Extracted entries Block Start

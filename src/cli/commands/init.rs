use crate::cli::parser::Cli;
use crate::config::Config;
use crate::db::log;
use crate::db::pool::DbPool;
use crate::errors::AppResult;
use crate::ui::messages::{success, warning};

/// Handle the `init` command
///
/// This initializes:
///  - the config directory and file (skipped in test mode)
///  - the SQLite database
///  - all pending DB migrations
pub fn handle(cli: &Cli) -> AppResult<()> {
    let cfg = Config::init_all(cli.db.as_deref(), cli.test)?;
    let db_path = cfg.database.clone();

    println!("⚙️  Initializing nongkrong…");
    println!("🗄️  Database   : {}", &db_path);

    let pool = DbPool::open(&db_path)?;

    success(format!("Database initialized at {}", &db_path));

    // Internal log is best effort
    if let Err(e) = log::audit(
        &pool.conn,
        "init",
        "Database initialized",
        &format!("Database initialized at {}", &db_path),
    ) {
        warning(format!("Failed to write internal log: {}", e));
    }

    Ok(())
}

Extracted entries Block End

## Task objective
Going through the records above, count the lines that hold the string "DbPool" and give only the total.

## Solution to this task
2